• TASK DESCRIPTION
Only these lines of the data below are wanted: the one with "pub use frame::Frame;", the one with "if let Err(e)", and any lines between them, each repeated exactly.
===== EXERCISE MATERIALS =====
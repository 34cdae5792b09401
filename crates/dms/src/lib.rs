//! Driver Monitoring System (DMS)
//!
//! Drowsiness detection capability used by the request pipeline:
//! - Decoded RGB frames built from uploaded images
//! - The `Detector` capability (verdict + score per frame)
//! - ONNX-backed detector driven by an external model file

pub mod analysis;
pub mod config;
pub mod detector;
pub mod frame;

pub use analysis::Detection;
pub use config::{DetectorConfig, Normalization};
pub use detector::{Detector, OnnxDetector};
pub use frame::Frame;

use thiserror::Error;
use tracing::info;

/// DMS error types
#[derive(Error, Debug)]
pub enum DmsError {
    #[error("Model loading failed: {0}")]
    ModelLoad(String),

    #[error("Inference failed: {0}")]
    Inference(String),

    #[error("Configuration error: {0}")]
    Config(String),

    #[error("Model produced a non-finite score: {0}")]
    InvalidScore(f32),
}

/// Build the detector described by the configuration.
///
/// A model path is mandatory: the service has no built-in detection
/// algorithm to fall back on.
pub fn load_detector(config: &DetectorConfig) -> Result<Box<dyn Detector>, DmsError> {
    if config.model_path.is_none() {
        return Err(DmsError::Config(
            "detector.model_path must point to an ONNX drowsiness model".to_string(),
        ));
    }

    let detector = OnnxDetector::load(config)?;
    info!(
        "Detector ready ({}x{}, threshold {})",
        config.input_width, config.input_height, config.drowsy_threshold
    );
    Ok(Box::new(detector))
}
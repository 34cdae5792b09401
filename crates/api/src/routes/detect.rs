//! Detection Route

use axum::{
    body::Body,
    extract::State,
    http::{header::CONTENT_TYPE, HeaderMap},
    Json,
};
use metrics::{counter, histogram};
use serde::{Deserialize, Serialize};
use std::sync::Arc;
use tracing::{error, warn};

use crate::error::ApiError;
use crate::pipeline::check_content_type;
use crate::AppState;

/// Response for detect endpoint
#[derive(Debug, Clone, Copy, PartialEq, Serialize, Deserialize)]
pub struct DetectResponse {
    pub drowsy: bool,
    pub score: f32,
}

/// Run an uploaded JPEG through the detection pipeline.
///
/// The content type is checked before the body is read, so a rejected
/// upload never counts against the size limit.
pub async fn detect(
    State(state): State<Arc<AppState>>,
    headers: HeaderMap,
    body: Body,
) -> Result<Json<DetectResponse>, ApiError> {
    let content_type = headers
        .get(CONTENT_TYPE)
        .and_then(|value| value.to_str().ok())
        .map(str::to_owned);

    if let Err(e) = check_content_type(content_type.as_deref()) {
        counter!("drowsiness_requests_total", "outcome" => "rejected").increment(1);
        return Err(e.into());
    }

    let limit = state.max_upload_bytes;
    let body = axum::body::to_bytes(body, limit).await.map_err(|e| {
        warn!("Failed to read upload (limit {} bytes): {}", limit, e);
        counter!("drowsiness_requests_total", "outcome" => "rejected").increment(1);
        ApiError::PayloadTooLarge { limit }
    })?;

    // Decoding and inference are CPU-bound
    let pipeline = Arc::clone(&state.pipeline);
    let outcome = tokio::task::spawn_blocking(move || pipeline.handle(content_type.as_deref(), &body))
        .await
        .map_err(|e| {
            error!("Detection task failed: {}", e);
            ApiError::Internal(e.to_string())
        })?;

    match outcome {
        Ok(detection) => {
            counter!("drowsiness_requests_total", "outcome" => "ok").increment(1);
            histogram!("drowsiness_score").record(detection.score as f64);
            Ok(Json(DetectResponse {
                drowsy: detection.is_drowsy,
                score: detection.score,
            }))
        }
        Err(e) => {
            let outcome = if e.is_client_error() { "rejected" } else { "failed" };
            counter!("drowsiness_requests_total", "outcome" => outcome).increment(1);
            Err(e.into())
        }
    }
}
=====
===== EXERCISE MATERIALS =====
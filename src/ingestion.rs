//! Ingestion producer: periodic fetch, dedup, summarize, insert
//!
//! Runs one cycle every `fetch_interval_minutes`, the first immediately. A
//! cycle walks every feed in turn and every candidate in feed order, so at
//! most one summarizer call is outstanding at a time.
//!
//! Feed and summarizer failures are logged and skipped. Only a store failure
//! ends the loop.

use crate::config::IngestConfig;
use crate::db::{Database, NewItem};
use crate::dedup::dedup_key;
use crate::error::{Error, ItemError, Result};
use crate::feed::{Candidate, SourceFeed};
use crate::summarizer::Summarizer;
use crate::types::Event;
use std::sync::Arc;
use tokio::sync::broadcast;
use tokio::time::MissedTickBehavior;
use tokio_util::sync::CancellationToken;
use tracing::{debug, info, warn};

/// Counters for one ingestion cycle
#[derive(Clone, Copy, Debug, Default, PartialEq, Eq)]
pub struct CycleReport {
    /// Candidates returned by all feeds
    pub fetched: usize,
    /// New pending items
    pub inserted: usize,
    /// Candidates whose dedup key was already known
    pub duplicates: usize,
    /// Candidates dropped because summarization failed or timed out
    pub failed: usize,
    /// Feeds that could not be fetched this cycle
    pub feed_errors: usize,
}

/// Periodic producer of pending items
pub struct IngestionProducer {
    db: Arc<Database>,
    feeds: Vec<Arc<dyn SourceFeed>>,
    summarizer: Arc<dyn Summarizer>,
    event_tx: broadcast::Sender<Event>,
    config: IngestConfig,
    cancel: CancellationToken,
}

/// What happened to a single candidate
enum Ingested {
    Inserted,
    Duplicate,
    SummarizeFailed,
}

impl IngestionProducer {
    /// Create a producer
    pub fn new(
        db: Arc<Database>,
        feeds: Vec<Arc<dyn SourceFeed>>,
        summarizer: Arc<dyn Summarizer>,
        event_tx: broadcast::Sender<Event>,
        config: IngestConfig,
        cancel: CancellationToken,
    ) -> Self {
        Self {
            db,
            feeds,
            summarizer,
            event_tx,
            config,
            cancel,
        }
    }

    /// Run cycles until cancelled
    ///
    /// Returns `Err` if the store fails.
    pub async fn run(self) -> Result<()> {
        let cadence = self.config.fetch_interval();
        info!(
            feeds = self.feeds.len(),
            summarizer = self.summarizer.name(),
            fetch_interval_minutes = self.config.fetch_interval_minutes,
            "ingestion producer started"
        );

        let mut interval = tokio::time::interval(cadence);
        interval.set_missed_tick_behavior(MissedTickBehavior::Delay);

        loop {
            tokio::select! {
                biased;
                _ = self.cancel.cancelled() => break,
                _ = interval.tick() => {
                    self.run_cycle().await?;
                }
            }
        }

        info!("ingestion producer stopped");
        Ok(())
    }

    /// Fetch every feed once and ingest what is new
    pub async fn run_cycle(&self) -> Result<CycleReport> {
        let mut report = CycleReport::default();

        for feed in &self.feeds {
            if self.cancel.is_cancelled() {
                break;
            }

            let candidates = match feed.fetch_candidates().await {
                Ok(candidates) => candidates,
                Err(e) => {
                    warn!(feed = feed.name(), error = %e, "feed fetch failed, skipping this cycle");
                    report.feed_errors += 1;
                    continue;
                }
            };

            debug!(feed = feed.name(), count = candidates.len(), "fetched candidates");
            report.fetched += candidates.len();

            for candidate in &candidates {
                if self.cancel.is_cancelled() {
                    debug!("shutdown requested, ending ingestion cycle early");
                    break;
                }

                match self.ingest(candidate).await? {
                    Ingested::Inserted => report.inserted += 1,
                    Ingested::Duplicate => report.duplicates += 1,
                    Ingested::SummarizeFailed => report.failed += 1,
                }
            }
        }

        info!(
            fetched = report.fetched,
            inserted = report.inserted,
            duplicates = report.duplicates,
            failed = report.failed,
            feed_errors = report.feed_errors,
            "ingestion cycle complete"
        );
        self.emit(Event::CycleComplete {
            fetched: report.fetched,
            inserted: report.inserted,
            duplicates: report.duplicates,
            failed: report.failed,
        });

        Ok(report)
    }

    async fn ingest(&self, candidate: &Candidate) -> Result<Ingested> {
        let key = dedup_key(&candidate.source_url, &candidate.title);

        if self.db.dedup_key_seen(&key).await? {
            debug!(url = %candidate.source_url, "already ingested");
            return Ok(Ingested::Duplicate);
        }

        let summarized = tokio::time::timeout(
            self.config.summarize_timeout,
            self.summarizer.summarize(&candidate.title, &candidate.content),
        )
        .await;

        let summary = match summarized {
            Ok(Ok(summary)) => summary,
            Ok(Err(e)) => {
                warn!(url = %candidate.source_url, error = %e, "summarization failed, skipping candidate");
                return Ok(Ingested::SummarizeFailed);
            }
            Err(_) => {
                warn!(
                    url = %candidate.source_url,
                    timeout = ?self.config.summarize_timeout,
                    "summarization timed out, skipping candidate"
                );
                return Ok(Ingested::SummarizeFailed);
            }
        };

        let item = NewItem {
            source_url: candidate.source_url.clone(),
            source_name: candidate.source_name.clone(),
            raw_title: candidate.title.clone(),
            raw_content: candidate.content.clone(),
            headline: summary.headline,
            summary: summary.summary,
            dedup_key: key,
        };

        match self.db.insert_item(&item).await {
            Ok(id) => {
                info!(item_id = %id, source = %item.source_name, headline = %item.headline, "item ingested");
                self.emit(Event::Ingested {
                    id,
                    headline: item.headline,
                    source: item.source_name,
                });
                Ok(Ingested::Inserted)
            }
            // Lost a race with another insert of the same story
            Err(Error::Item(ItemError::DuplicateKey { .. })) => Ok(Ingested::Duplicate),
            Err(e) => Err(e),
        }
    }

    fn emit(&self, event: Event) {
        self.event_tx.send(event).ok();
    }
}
=====
===== EXERCISE MATERIALS =====
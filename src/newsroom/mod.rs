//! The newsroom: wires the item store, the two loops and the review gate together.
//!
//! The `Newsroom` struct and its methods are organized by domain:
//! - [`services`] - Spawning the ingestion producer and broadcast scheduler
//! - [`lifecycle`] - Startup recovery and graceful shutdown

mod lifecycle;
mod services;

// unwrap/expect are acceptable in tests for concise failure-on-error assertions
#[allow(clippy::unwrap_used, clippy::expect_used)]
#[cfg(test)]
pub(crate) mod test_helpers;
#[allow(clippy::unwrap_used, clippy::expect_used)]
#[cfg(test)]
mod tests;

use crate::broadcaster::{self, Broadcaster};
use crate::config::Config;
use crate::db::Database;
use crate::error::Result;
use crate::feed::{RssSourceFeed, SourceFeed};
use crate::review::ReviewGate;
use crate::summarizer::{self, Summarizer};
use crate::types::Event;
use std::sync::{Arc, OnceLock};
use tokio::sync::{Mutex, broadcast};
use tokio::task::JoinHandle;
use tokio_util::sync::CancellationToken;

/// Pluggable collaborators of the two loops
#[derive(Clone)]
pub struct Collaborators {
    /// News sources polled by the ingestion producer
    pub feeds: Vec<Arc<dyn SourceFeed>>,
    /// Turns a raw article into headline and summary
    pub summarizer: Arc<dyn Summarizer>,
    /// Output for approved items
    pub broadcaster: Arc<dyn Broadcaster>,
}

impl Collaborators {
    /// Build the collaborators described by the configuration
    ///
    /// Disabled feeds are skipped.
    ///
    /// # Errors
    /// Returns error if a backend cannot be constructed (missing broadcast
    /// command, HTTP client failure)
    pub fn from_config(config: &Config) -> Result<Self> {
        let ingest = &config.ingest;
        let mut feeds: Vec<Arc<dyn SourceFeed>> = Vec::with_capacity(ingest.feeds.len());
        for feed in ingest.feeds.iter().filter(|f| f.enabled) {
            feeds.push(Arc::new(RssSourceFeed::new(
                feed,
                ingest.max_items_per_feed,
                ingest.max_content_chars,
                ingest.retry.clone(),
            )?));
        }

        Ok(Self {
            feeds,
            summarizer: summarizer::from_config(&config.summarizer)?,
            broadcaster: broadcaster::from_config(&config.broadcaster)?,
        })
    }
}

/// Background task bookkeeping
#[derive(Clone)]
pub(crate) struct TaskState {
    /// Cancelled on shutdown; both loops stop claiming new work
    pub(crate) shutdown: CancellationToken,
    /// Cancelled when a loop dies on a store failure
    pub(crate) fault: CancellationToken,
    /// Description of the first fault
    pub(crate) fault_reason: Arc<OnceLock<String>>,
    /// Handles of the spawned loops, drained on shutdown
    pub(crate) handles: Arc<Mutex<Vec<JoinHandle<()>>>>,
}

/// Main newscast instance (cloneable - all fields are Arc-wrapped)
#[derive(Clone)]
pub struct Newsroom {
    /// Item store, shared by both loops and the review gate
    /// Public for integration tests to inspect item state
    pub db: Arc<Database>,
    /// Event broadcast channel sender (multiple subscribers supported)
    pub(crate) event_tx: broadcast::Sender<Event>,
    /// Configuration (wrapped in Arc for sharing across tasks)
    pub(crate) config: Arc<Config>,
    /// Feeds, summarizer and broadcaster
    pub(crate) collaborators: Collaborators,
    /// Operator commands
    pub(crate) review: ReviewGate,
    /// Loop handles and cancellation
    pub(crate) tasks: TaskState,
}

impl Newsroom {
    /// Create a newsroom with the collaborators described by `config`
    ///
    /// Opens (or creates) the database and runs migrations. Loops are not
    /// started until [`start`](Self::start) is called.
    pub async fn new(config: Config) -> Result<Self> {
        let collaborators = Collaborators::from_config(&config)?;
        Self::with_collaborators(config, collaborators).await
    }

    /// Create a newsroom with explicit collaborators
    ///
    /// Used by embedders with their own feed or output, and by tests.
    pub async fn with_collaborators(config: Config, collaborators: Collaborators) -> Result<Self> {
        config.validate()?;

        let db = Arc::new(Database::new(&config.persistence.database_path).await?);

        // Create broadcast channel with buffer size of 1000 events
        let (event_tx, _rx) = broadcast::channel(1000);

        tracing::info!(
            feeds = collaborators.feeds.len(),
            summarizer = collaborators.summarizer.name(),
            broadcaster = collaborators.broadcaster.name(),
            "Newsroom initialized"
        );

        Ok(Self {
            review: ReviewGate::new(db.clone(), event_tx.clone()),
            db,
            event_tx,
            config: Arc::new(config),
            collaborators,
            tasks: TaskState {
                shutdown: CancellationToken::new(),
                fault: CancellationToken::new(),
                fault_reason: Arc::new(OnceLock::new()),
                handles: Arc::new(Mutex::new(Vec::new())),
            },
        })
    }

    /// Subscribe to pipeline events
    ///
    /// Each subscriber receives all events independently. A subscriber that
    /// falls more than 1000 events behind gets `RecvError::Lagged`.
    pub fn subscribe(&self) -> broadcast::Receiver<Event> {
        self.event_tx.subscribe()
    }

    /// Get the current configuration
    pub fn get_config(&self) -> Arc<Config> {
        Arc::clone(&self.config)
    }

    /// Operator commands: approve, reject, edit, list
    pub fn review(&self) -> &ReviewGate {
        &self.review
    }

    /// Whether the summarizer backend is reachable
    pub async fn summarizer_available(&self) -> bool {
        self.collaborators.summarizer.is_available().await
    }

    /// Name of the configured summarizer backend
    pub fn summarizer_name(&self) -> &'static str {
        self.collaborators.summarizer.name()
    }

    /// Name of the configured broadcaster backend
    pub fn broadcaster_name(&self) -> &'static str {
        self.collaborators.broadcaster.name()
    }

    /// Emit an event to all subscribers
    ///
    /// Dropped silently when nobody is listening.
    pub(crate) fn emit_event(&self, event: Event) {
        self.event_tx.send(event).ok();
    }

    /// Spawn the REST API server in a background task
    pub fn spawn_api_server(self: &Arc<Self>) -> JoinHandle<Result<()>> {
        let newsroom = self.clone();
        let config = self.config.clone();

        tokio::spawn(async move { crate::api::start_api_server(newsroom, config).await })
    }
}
=====
• SOLUTION FOR THIS PROBLEM
pub use frame::Frame;

use thiserror::Error;
use tracing::info;

/// DMS error types
#[derive(Error, Debug)]
pub enum DmsError {
    #[error("Model loading failed: {0}")]
    ModelLoad(String),

    #[error("Inference failed: {0}")]
    Inference(String),

    #[error("Configuration error: {0}")]
    Config(String),

    #[error("Model produced a non-finite score: {0}")]
    InvalidScore(f32),
}

/// Build the detector described by the configuration.
///
/// A model path is mandatory: the service has no built-in detection
/// algorithm to fall back on.
pub fn load_detector(config: &DetectorConfig) -> Result<Box<dyn Detector>, DmsError> {
    if config.model_path.is_none() {
        return Err(DmsError::Config(
            "detector.model_path must point to an ONNX drowsiness model".to_string(),
        ));
    }

    let detector = OnnxDetector::load(config)?;
    info!(
        "Detector ready ({}x{}, threshold {})",
        config.input_width, config.input_height, config.drowsy_threshold
    );
    Ok(Box::new(detector))
}
repository 34cdae5792b09401
filename crates/api/src/routes/detect.rs
//! Detection Route

use axum::{
    body::Body,
    extract::State,
    http::{header::CONTENT_TYPE, HeaderMap},
    Json,
};
use metrics::{counter, histogram};
use serde::{Deserialize, Serialize};
use std::sync::Arc;
use tracing::{error, warn};

use crate::error::ApiError;
use crate::pipeline::check_content_type;
use crate::AppState;

/// Response for detect endpoint
#[derive(Debug, Clone, Copy, PartialEq, Serialize, Deserialize)]
pub struct DetectResponse {
    pub drowsy: bool,
    pub score: f32,
}

/// Run an uploaded JPEG through the detection pipeline.
///
/// The content type is checked before the body is read, so a rejected
/// upload never counts against the size limit.
pub async fn detect(
    State(state): State<Arc<AppState>>,
    headers: HeaderMap,
    body: Body,
) -> Result<Json<DetectResponse>, ApiError> {
    let content_type = headers
        .get(CONTENT_TYPE)
        .and_then(|value| value.to_str().ok())
        .map(str::to_owned);

    if let Err(e) = check_content_type(content_type.as_deref()) {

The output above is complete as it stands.